* REQUIRED WORK
Start at the line in the entries below that contains "filename crates/dispatch-verification/src/lib.rs", stop at the line that contains "under concurrent submissions.", and output exactly the lines in that span, both ends included.

• • • •

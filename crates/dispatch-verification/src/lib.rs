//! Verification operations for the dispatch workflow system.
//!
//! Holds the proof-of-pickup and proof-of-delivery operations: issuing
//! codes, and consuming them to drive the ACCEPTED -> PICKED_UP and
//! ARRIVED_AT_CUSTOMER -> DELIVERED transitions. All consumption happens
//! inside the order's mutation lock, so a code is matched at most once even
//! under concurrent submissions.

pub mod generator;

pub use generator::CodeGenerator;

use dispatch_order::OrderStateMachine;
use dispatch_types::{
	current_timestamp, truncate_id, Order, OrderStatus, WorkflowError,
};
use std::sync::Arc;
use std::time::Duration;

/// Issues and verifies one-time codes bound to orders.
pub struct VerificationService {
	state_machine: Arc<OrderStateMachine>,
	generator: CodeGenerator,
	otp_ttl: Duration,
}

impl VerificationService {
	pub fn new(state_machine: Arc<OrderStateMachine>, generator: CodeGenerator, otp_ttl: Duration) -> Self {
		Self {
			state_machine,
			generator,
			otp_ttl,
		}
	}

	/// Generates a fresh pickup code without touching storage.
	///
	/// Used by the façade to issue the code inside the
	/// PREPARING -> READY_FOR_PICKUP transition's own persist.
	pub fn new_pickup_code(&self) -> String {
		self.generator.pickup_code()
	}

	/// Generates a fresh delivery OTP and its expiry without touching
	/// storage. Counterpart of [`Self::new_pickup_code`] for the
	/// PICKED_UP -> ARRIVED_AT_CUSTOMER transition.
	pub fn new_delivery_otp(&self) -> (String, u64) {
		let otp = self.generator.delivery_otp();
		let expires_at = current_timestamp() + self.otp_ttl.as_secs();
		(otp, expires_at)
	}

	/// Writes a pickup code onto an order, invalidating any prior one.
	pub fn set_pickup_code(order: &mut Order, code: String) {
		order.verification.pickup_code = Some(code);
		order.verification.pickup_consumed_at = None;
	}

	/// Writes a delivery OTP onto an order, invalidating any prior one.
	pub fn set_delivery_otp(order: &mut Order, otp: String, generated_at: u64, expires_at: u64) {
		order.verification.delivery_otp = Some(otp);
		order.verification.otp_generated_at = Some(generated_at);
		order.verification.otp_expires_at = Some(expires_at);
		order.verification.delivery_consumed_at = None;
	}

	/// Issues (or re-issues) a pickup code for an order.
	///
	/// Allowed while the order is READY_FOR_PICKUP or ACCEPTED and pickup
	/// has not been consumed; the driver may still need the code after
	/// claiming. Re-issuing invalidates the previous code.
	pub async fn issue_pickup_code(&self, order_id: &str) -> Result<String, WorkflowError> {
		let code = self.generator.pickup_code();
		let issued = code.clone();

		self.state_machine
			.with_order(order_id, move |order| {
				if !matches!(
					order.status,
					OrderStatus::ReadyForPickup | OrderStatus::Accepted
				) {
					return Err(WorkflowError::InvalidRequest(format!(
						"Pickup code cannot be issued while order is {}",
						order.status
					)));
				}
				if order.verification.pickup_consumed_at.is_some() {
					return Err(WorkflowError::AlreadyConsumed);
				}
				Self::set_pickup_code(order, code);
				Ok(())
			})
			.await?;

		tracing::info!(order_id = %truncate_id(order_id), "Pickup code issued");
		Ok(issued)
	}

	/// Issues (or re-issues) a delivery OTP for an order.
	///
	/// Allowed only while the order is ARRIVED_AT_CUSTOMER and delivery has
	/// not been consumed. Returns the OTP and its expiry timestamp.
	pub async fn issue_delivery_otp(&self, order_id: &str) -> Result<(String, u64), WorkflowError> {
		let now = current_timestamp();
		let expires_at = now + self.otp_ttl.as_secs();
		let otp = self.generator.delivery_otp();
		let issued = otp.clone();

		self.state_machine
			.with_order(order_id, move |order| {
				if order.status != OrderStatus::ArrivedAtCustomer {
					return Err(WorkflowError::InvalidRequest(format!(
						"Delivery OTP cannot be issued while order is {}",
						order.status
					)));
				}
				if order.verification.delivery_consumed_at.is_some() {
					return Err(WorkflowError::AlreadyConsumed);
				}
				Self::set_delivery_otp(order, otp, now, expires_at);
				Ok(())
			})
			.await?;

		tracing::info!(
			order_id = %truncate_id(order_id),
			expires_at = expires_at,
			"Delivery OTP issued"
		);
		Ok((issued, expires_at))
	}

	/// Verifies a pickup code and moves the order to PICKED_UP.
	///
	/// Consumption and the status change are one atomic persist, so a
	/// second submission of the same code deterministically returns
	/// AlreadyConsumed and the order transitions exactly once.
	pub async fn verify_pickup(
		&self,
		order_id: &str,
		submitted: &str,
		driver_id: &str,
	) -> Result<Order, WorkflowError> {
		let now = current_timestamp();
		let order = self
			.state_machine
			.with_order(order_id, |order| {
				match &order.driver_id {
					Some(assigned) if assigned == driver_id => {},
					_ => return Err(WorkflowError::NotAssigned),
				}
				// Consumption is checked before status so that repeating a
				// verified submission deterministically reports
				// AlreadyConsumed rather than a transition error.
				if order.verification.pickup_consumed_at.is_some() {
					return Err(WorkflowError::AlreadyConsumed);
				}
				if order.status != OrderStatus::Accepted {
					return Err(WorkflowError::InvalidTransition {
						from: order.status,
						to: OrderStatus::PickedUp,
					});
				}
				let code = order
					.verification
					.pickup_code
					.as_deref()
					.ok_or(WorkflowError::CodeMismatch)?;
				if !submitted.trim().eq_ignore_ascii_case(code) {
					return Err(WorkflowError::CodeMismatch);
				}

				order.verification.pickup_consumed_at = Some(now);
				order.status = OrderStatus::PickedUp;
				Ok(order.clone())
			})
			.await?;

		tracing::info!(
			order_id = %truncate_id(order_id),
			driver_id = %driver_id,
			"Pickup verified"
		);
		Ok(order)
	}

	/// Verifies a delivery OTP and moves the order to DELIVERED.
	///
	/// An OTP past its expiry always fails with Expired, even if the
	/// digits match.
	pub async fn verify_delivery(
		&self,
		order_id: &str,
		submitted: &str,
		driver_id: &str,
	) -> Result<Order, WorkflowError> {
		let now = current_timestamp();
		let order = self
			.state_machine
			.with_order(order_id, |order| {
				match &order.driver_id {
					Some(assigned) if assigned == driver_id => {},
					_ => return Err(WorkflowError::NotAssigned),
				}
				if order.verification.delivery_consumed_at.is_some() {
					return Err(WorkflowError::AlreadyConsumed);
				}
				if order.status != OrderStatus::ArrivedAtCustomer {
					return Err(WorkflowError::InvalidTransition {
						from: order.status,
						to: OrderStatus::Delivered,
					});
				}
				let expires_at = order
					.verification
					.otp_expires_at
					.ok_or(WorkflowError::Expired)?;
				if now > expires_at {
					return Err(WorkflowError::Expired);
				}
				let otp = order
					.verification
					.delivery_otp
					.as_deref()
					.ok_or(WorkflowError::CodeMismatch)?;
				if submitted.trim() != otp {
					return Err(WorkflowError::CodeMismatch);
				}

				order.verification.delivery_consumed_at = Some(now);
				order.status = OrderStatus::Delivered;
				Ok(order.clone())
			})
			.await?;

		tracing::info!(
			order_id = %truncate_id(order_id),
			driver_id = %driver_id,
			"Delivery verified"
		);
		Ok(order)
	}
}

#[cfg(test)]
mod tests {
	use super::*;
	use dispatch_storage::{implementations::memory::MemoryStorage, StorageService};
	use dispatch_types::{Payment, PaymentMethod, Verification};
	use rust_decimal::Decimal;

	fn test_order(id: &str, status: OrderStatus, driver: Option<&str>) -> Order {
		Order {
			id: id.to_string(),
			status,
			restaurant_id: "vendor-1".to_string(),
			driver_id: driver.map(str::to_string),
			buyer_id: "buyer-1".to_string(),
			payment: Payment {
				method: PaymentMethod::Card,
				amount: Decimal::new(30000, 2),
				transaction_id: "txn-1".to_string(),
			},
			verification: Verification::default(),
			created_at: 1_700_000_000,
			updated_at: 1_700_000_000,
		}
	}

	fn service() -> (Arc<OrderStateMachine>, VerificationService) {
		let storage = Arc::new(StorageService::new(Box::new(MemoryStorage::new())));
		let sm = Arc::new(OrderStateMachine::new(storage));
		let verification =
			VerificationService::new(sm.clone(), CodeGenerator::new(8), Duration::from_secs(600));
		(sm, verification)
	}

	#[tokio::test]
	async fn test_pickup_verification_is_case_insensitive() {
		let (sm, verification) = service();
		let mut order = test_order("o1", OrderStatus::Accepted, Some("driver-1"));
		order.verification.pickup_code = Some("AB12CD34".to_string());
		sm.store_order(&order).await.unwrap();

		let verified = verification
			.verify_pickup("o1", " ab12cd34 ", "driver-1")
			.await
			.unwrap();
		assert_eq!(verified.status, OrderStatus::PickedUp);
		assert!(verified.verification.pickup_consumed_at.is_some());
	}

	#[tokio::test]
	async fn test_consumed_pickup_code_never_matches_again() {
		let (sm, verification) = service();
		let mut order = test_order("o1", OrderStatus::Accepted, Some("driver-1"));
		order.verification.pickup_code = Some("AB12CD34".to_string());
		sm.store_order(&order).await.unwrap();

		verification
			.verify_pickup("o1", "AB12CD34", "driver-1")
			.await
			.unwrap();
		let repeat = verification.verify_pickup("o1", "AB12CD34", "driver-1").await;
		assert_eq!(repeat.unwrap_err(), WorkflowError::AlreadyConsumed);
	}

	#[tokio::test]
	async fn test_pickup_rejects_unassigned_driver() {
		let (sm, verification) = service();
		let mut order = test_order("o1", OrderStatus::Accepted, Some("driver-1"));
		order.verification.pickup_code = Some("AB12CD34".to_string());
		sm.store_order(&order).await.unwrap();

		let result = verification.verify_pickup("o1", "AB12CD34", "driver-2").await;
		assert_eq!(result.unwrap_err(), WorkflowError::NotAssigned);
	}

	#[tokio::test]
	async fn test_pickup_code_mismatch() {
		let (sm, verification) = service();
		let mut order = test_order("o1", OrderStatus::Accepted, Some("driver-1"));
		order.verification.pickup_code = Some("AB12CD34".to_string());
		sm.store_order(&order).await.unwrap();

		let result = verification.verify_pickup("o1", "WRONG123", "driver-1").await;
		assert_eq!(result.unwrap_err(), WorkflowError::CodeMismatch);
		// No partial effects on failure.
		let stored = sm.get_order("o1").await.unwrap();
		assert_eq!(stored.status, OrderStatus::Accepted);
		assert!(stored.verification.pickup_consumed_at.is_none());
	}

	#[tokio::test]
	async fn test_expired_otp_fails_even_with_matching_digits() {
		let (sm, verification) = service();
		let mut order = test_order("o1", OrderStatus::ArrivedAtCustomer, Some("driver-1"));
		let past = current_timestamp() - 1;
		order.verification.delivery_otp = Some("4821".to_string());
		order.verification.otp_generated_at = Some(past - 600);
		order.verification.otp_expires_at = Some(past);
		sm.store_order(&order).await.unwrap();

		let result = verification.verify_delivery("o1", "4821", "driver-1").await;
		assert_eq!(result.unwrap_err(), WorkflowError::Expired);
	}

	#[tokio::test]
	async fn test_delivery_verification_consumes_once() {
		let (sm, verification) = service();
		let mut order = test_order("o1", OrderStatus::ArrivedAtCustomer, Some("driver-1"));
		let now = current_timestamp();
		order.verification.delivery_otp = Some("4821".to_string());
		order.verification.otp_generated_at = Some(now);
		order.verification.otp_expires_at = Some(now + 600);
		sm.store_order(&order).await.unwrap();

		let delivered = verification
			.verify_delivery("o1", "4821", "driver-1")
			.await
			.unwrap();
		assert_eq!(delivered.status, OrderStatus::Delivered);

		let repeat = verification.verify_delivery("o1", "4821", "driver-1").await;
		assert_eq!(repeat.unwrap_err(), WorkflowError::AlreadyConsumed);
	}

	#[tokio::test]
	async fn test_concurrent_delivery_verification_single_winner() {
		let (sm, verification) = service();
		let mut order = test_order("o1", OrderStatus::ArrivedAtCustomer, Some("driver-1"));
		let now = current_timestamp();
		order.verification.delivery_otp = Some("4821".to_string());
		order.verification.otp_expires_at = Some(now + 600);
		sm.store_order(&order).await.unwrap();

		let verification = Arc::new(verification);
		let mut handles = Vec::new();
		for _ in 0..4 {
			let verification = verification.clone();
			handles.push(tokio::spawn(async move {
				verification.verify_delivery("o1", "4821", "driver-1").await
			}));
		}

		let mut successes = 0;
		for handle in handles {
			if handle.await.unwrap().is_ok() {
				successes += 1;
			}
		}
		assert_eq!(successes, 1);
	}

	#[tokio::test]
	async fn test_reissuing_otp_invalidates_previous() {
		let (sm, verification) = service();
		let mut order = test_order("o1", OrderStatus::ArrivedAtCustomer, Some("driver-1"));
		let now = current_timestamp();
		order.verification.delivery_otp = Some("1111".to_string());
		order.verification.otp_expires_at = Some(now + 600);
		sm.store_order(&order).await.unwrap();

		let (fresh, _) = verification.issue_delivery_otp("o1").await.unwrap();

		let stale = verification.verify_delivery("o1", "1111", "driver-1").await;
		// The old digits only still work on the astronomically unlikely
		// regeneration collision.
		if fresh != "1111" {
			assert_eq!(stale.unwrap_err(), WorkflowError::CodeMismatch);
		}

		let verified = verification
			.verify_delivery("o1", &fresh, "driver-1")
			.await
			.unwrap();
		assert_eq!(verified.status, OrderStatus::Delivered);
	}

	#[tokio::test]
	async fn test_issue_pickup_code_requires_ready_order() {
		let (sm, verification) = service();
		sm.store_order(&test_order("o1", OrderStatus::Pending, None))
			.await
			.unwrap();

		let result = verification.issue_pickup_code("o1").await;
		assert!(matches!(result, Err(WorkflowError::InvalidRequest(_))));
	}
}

• • • •

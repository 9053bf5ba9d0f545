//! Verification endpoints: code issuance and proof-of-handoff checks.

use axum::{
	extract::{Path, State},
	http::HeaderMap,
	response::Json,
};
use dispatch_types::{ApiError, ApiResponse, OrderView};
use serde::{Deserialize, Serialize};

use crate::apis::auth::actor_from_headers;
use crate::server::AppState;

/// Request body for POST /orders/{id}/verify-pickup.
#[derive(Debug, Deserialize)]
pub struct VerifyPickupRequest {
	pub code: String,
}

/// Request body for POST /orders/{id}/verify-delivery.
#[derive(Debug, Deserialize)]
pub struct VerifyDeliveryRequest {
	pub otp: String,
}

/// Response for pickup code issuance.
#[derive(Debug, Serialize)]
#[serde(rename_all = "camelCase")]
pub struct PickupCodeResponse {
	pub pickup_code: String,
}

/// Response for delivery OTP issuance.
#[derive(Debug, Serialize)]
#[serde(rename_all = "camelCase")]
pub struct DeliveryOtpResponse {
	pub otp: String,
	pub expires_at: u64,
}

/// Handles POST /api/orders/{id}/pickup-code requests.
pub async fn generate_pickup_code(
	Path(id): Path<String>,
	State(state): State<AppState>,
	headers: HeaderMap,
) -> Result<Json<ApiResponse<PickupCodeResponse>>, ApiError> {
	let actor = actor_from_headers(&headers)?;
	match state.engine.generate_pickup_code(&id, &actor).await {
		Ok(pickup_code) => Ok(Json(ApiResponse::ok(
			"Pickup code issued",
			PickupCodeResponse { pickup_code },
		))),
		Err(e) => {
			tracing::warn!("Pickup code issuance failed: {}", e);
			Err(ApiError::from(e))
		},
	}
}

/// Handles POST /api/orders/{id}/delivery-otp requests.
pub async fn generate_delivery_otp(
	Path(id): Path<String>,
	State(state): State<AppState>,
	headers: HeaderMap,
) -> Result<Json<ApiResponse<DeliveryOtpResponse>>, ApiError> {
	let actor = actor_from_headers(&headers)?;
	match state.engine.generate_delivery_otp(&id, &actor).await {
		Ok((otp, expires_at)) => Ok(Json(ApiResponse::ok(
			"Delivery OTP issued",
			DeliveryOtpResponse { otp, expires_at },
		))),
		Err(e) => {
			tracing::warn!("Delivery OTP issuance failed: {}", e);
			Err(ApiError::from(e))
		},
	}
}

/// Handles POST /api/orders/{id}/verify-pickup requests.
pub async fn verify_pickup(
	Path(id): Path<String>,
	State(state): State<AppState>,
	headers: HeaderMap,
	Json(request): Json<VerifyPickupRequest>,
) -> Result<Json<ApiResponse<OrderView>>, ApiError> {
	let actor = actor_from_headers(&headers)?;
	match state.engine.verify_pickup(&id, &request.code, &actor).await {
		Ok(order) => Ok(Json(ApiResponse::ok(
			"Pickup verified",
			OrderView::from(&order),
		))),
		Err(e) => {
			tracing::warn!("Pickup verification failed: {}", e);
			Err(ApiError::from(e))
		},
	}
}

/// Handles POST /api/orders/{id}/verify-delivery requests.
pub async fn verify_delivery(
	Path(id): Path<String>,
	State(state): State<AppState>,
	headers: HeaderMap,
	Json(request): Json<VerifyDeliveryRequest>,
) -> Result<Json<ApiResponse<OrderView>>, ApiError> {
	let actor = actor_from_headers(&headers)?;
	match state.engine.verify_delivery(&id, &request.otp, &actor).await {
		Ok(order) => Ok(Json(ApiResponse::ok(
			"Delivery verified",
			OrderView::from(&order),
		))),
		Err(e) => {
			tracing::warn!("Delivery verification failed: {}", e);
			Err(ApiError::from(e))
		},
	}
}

• • • •

* WRITTEN SOLUTION
filename crates/dispatch-verification/src/lib.rs
//! Verification operations for the dispatch workflow system.
//!
//! Holds the proof-of-pickup and proof-of-delivery operations: issuing
//! codes, and consuming them to drive the ACCEPTED -> PICKED_UP and
//! ARRIVED_AT_CUSTOMER -> DELIVERED transitions. All consumption happens
//! inside the order's mutation lock, so a code is matched at most once even
//! under concurrent submissions.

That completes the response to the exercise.